Com câmera corporal, Metrô quer coibir possíveis abusos de seguranças

O Metrô de São Paulo anunciou que seus seguranças passarão a contar com uma câmera de corpo (bodycam), equipamento capaz de registrar ações durante abordagens de ocorrências em estações e trens. O investimento de R$ 394,7 mil foi feito em maio e contempla o fornecimento de 350 câmeras mais três plataformas de recarga em contrato vencido pela empresa catarinense Conectados Security Comércio de Eletroeletrônicos.

As câmeras são fabricadas pela empresa chinesa Diamante Tech e são do modelo DMT-9, com bateria com 12 horas de duração, resolução de 1080 pixels e sensor CMOS fornecido pela Sony. Além disso, elas possuem sensor infravermelho de LED com alcance de até 15 metros, ou seja, é possível gravar imagens com boa qualidade mesmo no escuro. Além de vídeo, elas podem ser usadas para fotografias e áudio. Elas são presas ao colete dos seguranças e ficam na altura do peito para otimizar a gravação.

Segundo o Metrô, “cada dupla de segurança terá um dos equipamentos que filmam ininterruptamente e devem ser acionados pelo agente para começar a gravar.
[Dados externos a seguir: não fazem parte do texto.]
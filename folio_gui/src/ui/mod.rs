//! UI module for Folio GUI
//!
//! # Layout
//! - `header` - Page title and motion toggle
//! - `filter_bar` - Category filter buttons
//! - `project_grid` - Staggered rows, or the fallback message
//! - `project_card` - A single project card
//! - `status_bar` - Bottom summary line

pub mod filter_bar;
pub mod header;
pub mod project_card;
pub mod project_grid;
pub mod status_bar;
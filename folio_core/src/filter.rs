//! # Category Filter
//!
//! Holds the selected category and derives the visible project list from a
//! catalog slice. The derived list is recomputed on demand; nothing is
//! cached between calls.

use tracing::debug;

use crate::project::{Category, Project};

/// Currently selected filter category. Starts at `Category::All`.
#[derive(Debug, Clone, Copy, Default, PartialEq, Eq)]
pub struct FilterState {
    selected: Category,
}

impl FilterState {
    pub fn new() -> Self {
        Self::default()
    }

    pub fn selected(&self) -> Category {
        self.selected
    }

    /// Replace the current selection.
    ///
    /// Returns `true` if the value changed, meaning rows must be regrouped.
    pub fn set_category(&mut self, category: Category) -> bool {
        if self.selected == category {
            return false;
        }
        debug!(from = %self.selected, to = %category, "category changed");
        self.selected = category;
        true
    }

    /// Projects visible under the current selection, in catalog order.
    ///
    /// With `All` this is every project, unchanged.
    ///
    /// # Example
    ///
    /// ```rust
    /// use folio_core::filter::FilterState;
    /// use folio_core::project::{Category, Project};
    ///
    /// let projects = vec![
    ///     Project::new(1, "a", "A", Category::Urban),
    ///     Project::new(2, "b", "B", Category::Object),
    /// ];
    /// let mut filter = FilterState::new();
    /// filter.set_category(Category::Object);
    /// let visible = filter.filtered_projects(&projects);
    /// assert_eq!(visible.len(), 1);
    /// assert_eq!(visible[0].slug, "b");
    /// ```
    pub fn filtered_projects<'a>(&self, projects: &'a [Project]) -> Vec<&'a Project> {
        if self.selected.is_all() {
            return projects.iter().collect();
        }
        projects.iter().filter(|p| p.is_in(self.selected)).collect()
    }
}
//! # Error Types
//!
//! Structured error types for folio_core. Page logic itself never fails;
//! these cover the edges where data comes in from outside: catalog files
//! and settings files.
//!
//! ## Example
//!
//! ```rust
//! use folio_core::errors::{FolioError, FolioResult};
//!
//! fn validate_expiry(expiry_ms: u64) -> FolioResult<()> {
//!     if expiry_ms == 0 {
//!         return Err(FolioError::InvalidInput {
//!             field: "selection.expiry_ms".to_string(),
//!             value: expiry_ms.to_string(),
//!             reason: "Expiry delay must be positive".to_string(),
//!         });
//!     }
//!     Ok(())
//! }
//! ```

use serde::{Deserialize, Serialize};
use thiserror::Error;

/// Result type alias for folio_core operations
pub type FolioResult<T> = Result<T, FolioError>;

/// Structured error type for catalog and settings operations.
#[derive(Error, Debug, Clone, Serialize, Deserialize, PartialEq)]
#[serde(tag = "type", content = "details")]
pub enum FolioError {
    /// An input value is invalid (duplicate slug, zero delay, etc.)
    #[error("Invalid input for '{field}': {value} - {reason}")]
    InvalidInput {
        field: String,
        value: String,
        reason: String,
    },

    /// File I/O error
    #[error("File error: {operation} on '{path}' - {reason}")]
    FileError {
        operation: String,
        path: String,
        reason: String,
    },

    /// JSON or TOML parsing error
    #[error("Serialization error: {reason}")]
    SerializationError { reason: String },

    /// Catalog schema version mismatch
    #[error("Version mismatch: file version {file_version}, expected {expected_version}")]
    VersionMismatch {
        file_version: String,
        expected_version: String,
    },

    /// Generic internal error (should be rare)
    #[error("Internal error: {message}")]
    Internal { message: String },
}

impl FolioError {
    /// Create an InvalidInput error
    pub fn invalid_input(field: impl Into<String>, value: impl Into<String>, reason: impl Into<String>) -> Self {
        FolioError::InvalidInput {
            field: field.into(),
            value: value.into(),
            reason: reason.into(),
        }
    }

    /// Create a FileError
    pub fn file_error(operation: impl Into<String>, path: impl Into<String>, reason: impl Into<String>) -> Self {
        FolioError::FileError {
            operation: operation.into(),
            path: path.into(),
            reason: reason.into(),
        }
    }

    /// Create a SerializationError
    pub fn serialization(reason: impl Into<String>) -> Self {
        FolioError::SerializationError {
            reason: reason.into(),
        }
    }

    /// Get a short error code for programmatic handling
    pub fn error_code(&self) -> &'static str {
        match self {
            FolioError::InvalidInput { .. } => "INVALID_INPUT",
            FolioError::FileError { .. } => "FILE_ERROR",
            FolioError::SerializationError { .. } => "SERIALIZATION_ERROR",
            FolioError::VersionMismatch { .. } => "VERSION_MISMATCH",
            FolioError::Internal { .. } => "INTERNAL_ERROR",
        }
    }
}

#[cfg(test)]
mod tests {
    use super::*;

    #[test]
    fn test_error_serialization() {
        let error = FolioError::invalid_input("slug", "harbour-house", "Duplicate slug");
        let json = serde_json::to_string(&error).unwrap();
        assert!(json.contains("\"type\":\"InvalidInput\""));

        let roundtrip: FolioError = serde_json::from_str(&json).unwrap();
        assert_eq!(error, roundtrip);
    }

    #[test]
    fn test_error_codes() {
        assert_eq!(FolioError::serialization("bad json").error_code(), "SERIALIZATION_ERROR");
        assert_eq!(
            FolioError::file_error("open", "/tmp/x.json", "not found").error_code(),
            "FILE_ERROR"
        );
    }

    #[test]
    fn test_error_display() {
        let error = FolioError::file_error("open", "catalog.json", "No such file");
        assert_eq!(error.to_string(), "File error: open on 'catalog.json' - No such file");
    }
}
O dispositivo é de fácil utilização, bastando apertar um botão para iniciar a gravação, que imediatamente passa a arquivar a filmagem de um minuto antes até o momento em que é desligada pelo segurança. Todo o acervo da câmera é protegido com criptografia de alta segurança e não pode ser acessado pelo agente que a utilizou, para que não haja manipulação das imagens”.

A intenção da companhia é tornar a ação dos seguranças mais transparente além de produzir provas judiciais quando for preciso. Há bastante tempo, a atuação dos agentes é criticada por supostos abusos e com a tecnologia o Metrô pretende também evitar falsas acusações. A “bodycam” é normalmente utilizada por forças policiais no exterior e, de acordo com a empresa, tem motivado a “redução de incidentes com uso da força e da reclamação contra agentes policiais”.

Por enquanto, o Metrô está treinando seus funcionários para operá-las e a meta é que em outubro todas as estações contem com o recurso, que será implementado em fases: em agosto serão enviadas para 8 bases das linhas 1-Azul, 2-Verde, 3-Vermelha e 15-Prata; em setembro para outras 8 bases das linhas 1, 2 e 3; e em outubro para as duas últimas bases da linha 1-Azul.

É mais uma medida na estratégia do Metrô de ampliar a vigilância de seus ambientes. Outra delas é instalar câmeras de reconhecimento facial, mas que ainda está sendo estudada.